La reciente renuncia del exalcalde Carlos “Tito” Souto no parece ser un hecho aislado ni meramente “personal”, como se intentó instalar oficialmente. En los pasillos políticos, la lectura es otra: acuerdos por debajo de la mesa, negociaciones individuales y un reacomodo que prioriza intereses propios por encima del proyecto colectivo.
Souto, con pasado en el Movimiento de Participación Popular y luego alineado al sector del intendente Andrés Lima, deja una señal clara: el Frente Amplio en Salto ya no logra contener ni ordenar a sus propios dirigentes. La fuga de figuras con peso territorial deja al descubierto una estructura debilitada y sin rumbo firme.

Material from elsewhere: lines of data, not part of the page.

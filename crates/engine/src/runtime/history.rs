//! Bounded history window.
//!
//! A fixed-capacity FIFO. Appending to a full buffer evicts exactly the
//! oldest entry, so the length never exceeds the capacity.

use std::collections::VecDeque;

use crate::monitor::{FeatureVector, PerformanceSample, PerformanceSampler, PhaseMetrics};

/// Fixed-capacity, insertion-ordered buffer.
#[derive(Debug, Clone)]
pub struct HistoryBuffer<T> {
    entries: VecDeque<T>,
    capacity: usize,
}

impl<T> HistoryBuffer<T> {
    /// Creates an empty buffer holding at most `capacity` entries (minimum 1).
    pub fn new(capacity: usize) -> Self {
        let capacity = capacity.max(1);
        Self {
            entries: VecDeque::with_capacity(capacity),
            capacity,
        }
    }

    /// Appends `entry`, returning the evicted oldest entry if the buffer was full.
    pub fn push(&mut self, entry: T) -> Option<T> {
        let evicted = if self.entries.len() == self.capacity {
            self.entries.pop_front()
        } else {
            None
        };
        self.entries.push_back(entry);
        evicted
    }

    /// Number of entries held.
    pub fn len(&self) -> usize {
        self.entries.len()
    }

    /// Whether the buffer is empty.
    pub fn is_empty(&self) -> bool {
        self.entries.is_empty()
    }

    /// Maximum number of entries.
    pub const fn capacity(&self) -> usize {
        self.capacity
    }

    /// Entries oldest first.
    pub fn iter(&self) -> impl ExactSizeIterator<Item = &T> + '_ {
        self.entries.iter()
    }

    /// The newest `count` entries, oldest first. Fewer if the buffer is shorter.
    pub fn recent(&self, count: usize) -> impl ExactSizeIterator<Item = &T> + '_ {
        let skip = self.entries.len().saturating_sub(count);
        self.entries.range(skip..)
    }

    /// The most recently appended entry.
    pub fn newest(&self) -> Option<&T> {
        self.entries.back()
    }

    /// Removes every entry; capacity is unchanged.
    pub fn clear(&mut self) {
        self.entries.clear();
    }
}

/// One sampling step as retained by the controller.
#[derive(Debug, Clone, Copy, PartialEq)]
pub struct HistoryEntry {
    /// The raw sample.
    pub sample: PerformanceSample,
    /// Classifier input derived from the sample.
    pub features: FeatureVector,
    /// Efficiency view of the sample.
    pub metrics: PhaseMetrics,
}

impl HistoryEntry {
    /// Derives features and metrics from `sample`.
    pub fn from_sample(sample: PerformanceSample) -> Self {
        Self {
            features: PerformanceSampler::extract_features(&sample),
            metrics: sample.metrics(),
            sample,
        }
    }
}

impl From<PerformanceSample> for HistoryEntry {
    fn from(sample: PerformanceSample) -> Self {
        Self::from_sample(sample)
    }
}

/// Element-wise mean of the feature vectors in `window`; `None` when empty.
pub fn average_features<'a, I>(window: I) -> Option<FeatureVector>
where
    I: IntoIterator<Item = &'a HistoryEntry>,
{
    let mut sum = FeatureVector::default();
    let mut count = 0usize;
    for entry in window {
        for (acc, value) in sum.iter_mut().zip(entry.features) {
            *acc += value;
        }
        count += 1;
    }
    if count == 0 {
        return None;
    }
    let n = count as f64;
    for acc in &mut sum {
        *acc /= n;
    }
    Some(sum)
}
//! Controller statistics collection and reporting.
//!
//! Tracks what the sampling/adaptation loop has done. It provides:
//! 1. **Sampling:** Samples collected and failed reads.
//! 2. **Adaptation:** Ticks run, ticks skipped for lack of history, switches committed.
//! 3. **Residency:** How many ticks classified into each phase.

use std::fmt;

use crate::monitor::ExecutionPhase;

/// Counters describing the controller's activity since construction.
#[derive(Debug, Clone, Default, PartialEq, Eq)]
pub struct RuntimeStats {
    /// Samples appended to history.
    pub samples: u64,
    /// Counter reads that failed.
    pub sample_errors: u64,
    /// Adaptation ticks that classified a window.
    pub ticks: u64,
    /// Adaptation ticks skipped because the history was too short.
    pub skipped_ticks: u64,
    /// Strategy switches committed, including manual phase hints.
    pub adaptations: u64,
    /// Ticks classified into each phase, indexed by [`ExecutionPhase::index`].
    pub phase_ticks: [u64; 4],
}

impl RuntimeStats {
    /// Records one classified tick.
    pub const fn record_phase(&mut self, phase: ExecutionPhase) {
        self.ticks += 1;
        self.phase_ticks[phase.index()] += 1;
    }

    /// Fraction of classified ticks that landed in `phase`; 0 with no ticks.
    pub fn residency(&self, phase: ExecutionPhase) -> f64 {
        self.phase_ticks[phase.index()] as f64 / self.ticks.max(1) as f64
    }

    /// Writes the report to stdout.
    pub fn print(&self) {
        println!("{self}");
    }
}

impl fmt::Display for RuntimeStats {
    fn fmt(&self, f: &mut fmt::Formatter<'_>) -> fmt::Result {
        writeln!(f, "==========================================================")?;
        writeln!(f, "ADAPTIVE PREFETCH CONTROLLER STATISTICS")?;
        writeln!(f, "==========================================================")?;
        writeln!(f, "samples                  {}", self.samples)?;
        writeln!(f, "sample_errors            {}", self.sample_errors)?;
        writeln!(f, "ticks                    {}", self.ticks)?;
        writeln!(f, "ticks.skipped            {}", self.skipped_ticks)?;
        writeln!(f, "adaptations              {}", self.adaptations)?;
        writeln!(f, "----------------------------------------------------------")?;
        writeln!(f, "PHASE RESIDENCY")?;
        for phase in ExecutionPhase::ALL {
            writeln!(
                f,
                "  {:<22} {} ({:.2}%)",
                phase.as_str(),
                self.phase_ticks[phase.index()],
                self.residency(phase) * 100.0
            )?;
        }
        write!(f, "==========================================================")
    }
}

Pero el problema va más allá de una renuncia. Distintas fuentes coinciden en que se trata apenas del comienzo de una cadena de movimientos similares, donde las decisiones políticas parecen estar guiadas más por conveniencias personales que por principios ideológicos. El discurso histórico de la fuerza política, basado en la coherencia y la construcción colectiva, queda cada vez más lejos de la práctica actual.
En este contexto, crecen los cuestionamientos internos por el llamado “paracaidismo político”. El caso del edil Eduardo Varela Minutti es uno de los más señalados. Su pasado vinculado al Partido Nacional y su llegada al Frente Amplio de la mano de un cargo en la intendencia generan ruido dentro de la propia militancia.
A esto se suma un elemento aún más polémico: su respaldo sin fisuras al presupuesto y fideicomiso impulsados por la administración del intendente Carlos Albisu. Para muchos, este tipo de decisiones no solo contradicen la línea histórica del Frente Amplio, sino que refuerzan la percepción de acuerdos políticos que no se explican públicamente.
El resultado es un Frente Amplio que, en Salto, parece haber entrado en una fase de descomposición interna, donde las disputas por espacios de poder, los pases de filas y las alianzas difusas erosionan la credibilidad de la fuerza política.
Mientras tanto, la ciudadanía observa con creciente desconfianza. Lo que alguna vez se presentó como un proyecto sólido y coherente, hoy aparece fragmentado, con dirigentes que entran y salen, votaciones que generan dudas y un rumbo político cada vez más difícil de descifrar.
La pregunta que queda en el aire es inevitable: ¿se trata de una reconfiguración estratégica o del síntoma de un desgaste profundo que el Frente Amplio ya no puede ocultar?